### Supplied entries
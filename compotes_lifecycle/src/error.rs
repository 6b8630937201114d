// Copyright 2025 the Compotes Authors
// SPDX-License-Identifier: Apache-2.0 OR MIT

//! Errors raised while initializing a component.

use alloc::string::String;

use compotes_dom::{NodeId, SelectorError};

/// Error returned by [`Component::init`](crate::Component::init) and widget constructors.
///
/// Display output is prefixed with the widget tag, for example
/// `[c-drilldown] The element/selector provided cannot be found.`
#[derive(Clone, Debug, PartialEq, Eq, thiserror::Error)]
pub enum Error {
    /// The element or selector given to `init` does not resolve to a live element.
    #[error("[c-{widget}] The element/selector provided cannot be found.")]
    ElementNotFound {
        /// Name of the widget that failed to initialize.
        widget: &'static str,
        /// The selector (or the stale node, formatted) that was looked up.
        selector: String,
    },
    /// The root element lacks markup the widget requires.
    #[error("[c-{widget}] {message}")]
    MissingMarkup {
        /// Name of the widget that failed to initialize.
        widget: &'static str,
        /// What is missing, with an example of valid markup.
        message: &'static str,
        /// The root element that was inspected.
        element: NodeId,
    },
    /// A selector could not be parsed.
    #[error(transparent)]
    Selector(#[from] SelectorError),
}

### What you should do
Respond with a number only: how many lines in the material contain the string "SelectorError"?

### Result of the exercise
2